Configuring Dovetail Seeker

The Dovetail Seeker Service, Console, and web service are set up by default to use the same configuration file, seeker.config. You should only need to edit the database connection information. For more configuration information, see Other configuration properties section.

To edit the settings:

  1. Go to the directory where you installed Dovetail Seeker.
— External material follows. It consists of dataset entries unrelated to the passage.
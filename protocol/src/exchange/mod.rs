//! # Offline Payment Exchange
//!
//! The payer and the vendor never talk to a backend. Everything the vendor
//! needs to accept a payment travels in one signed payload, and everything
//! the payer needs to prove acceptance comes back in one signed
//! acknowledgement.
//!
//! ```text
//!   ┌──────────┐                                   ┌──────────┐
//!   │  Payer   │                                   │  Vendor  │
//!   └────┬─────┘                                   └────┬─────┘
//!        │                                              │
//!        │  0. VendorAdvertisement (key, cert, nonce)   │
//!        │◄─────────────────────────────────────────────┤
//!        │                                              │
//!        │  1. PaymentRequest (SignedPayload)           │
//!        ├─────────────────────────────────────────────►│
//!        │                      verify payer signature  │
//!        │                      consume session nonce   │
//!        │                                              │
//!        │  2. Acknowledgement (AckPayload)             │
//!        │◄─────────────────────────────────────────────┤
//!        │                                              │
//!   verify vendor key, certificate and ack signature    │
//! ```
//!
//! ### Payload (`payload.rs`)
//! The payer builds a [`TransactionPayload`] bound to the advertised
//! session nonce and signs its canonical JSON form.
//!
//! ### Responder (`responder.rs`)
//! The vendor side. Rejects a bad signature or a stale/foreign session
//! before signing anything.
//!
//! ### Acknowledgement (`ack.rs`)
//! The vendor's signed receipt and the payer-side checks against the
//! advertisement the payer saw during discovery.
//!
//! ### Transport (`transport.rs`, `payer.rs`)
//! Messages cross a [`Transport`]. [`LoopbackTransport`] runs the responder
//! on its own task and passes JSON frames over channels; a radio transport
//! would plug in at the same seam.

pub mod ack;
pub mod payer;
pub mod payload;
pub mod responder;
pub mod transport;

mod error;

pub use ack::{verify_ack, AckBody, AckPayload};
pub use error::ExchangeError;
pub use payer::PayerSession;
pub use payload::{build_and_sign, SignedPayload, TransactionPayload};
pub use responder::VendorResponder;
pub use transport::{ExchangeMessage, LoopbackTransport, Rejection, Transport};
//! # Structured Logging
//!
//! Initializes the `tracing` subscriber with configurable format (JSON or
//! pretty-printed) and environment-based filtering via `RUST_LOG`.
//!
//! All log output is written to stderr so that stdout carries only command
//! output (balances, records, JSON history).

use clap::ValueEnum;
use tracing_subscriber::{fmt, layer::SubscriberExt, util::SubscriberInitExt, EnvFilter};

/// Log output format.
#[derive(Debug, Clone, Copy, PartialEq, Eq, ValueEnum)]
pub enum LogFormat {
    /// Human-readable, colored output. Suitable for local use.
    Pretty,
    /// Machine-parseable JSON lines.
    Json,
}

/// Initialize the global tracing subscriber.
///
/// Call this exactly once, early in `main()`. Subsequent calls will panic.
///
/// `RUST_LOG` overrides `default_level` when set, e.g.:
///
/// ```text
/// RUST_LOG=proxipay=debug,proxipay_protocol=debug
/// ```
pub fn init_logging(default_level: &str, format: LogFormat) {
    let env_filter =
        EnvFilter::try_from_default_env().unwrap_or_else(|_| EnvFilter::new(default_level));

    match format {
        LogFormat::Pretty => {
            tracing_subscriber::registry()
                .with(env_filter)
                .with(
                    fmt::layer()
                        .with_writer(std::io::stderr)
                        .with_target(true)
                        .with_file(false),
                )
                .init();
        }
        LogFormat::Json => {
            tracing_subscriber::registry()
                .with(env_filter)
                .with(
                    fmt::layer()
                        .json()
                        .with_writer(std::io::stderr)
                        .with_target(true),
                )
                .init();
        }
    }

    tracing::debug!("logging initialized (format={:?})", format);
}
The default directory is C:\Program Files\Dovetail Software\Seeker
  2. Go to the config directory
  3. Open seeker.config file in your favorite text editor.

Indexer Configuration

The seeker.config file defines all the application settings for the indexing applications.

Key Required Default Description
seekerIndexer.databaseType Yes mssql Specifies the type of provider ClarifyApplication should to connect to the DB. Standard values are "MSSQL", "ORACLE", or "ODPNET".
seekerIndexer.databaseConnectionString Yes Data Source=server; Initial Catalog=clarify; User Id=user; Password=password;
or:
Integrated Security=SSPI;
Persist Security Info=True;
Important: Before Integrated Security can be used a server set up procedure must be followed, see Integrated Security with Dovetail server applications for details.
seekerIndexer.ApplicationUsername Depends emptyString A valid Clarify username used by the application. Used only when Integrated Security is specified in seekerIndexer.databaseConnectionString
Must have a value when Integrated Security is to be used
seekerCommon.fileSystemIndexDirectory Yes [Installation Path]\seekerIndex Where should the indexer create/update the search index
seekerCommon.
documentSpecificationsFilePath
Yes [Installation Path]\config\documentSpecifications.xml Where should the indexer look for document specifications configuration
seekerIndexer.
dovetailDocumentPollingFrequencyInSeconds
Yes 15 How often should the database and filesystem be polled for objects that have been updated
seekerIndexer.
fileDocumentPollingFrequencyInSeconds
Yes 120 How often should the database and filesystem be polled for documents that have been updated
seekerIndexer.
maxUpdatesPerMessageInDovetailDocumentMessage
No 100 Document updates batch size
seekerIndexer.
maxUpdatesPerMessageInFileDocumentMessage
No 25 File document message batch size
seekerIndexer.
fileDocumentValidationPollingFrequencyInHours
Yes 3 How often should file documents based on deleted or moved files be removed from the index
seekerIndexer.
documentSummaryFieldLength
No 1000 How many charcters should be included in the summary field of dovetail and file documents
seekerIndexer.
numberOfIndexChangesBeforeOptimization
No 1000 How often the index is optimized
seekerIndexer.
numberOfIndexSegmentsAfterOptimization
No 3 Number of index segments after index optimization
SearchAnalysis.StopWords No Comma delimited list of words Comma delimited list of words which the indexer should skip when indexing
SearchAnalysis.Stemmer No emptyString The algorithm Seeker will use to reduce words to their stem
Database settings

If you skipped the database settings section during the install, you must edit a configuration file which tells Seeker how to talk to the Dovetail CRM database. Optionally, you can control where index files are created and how often the Seeker Service updates your index.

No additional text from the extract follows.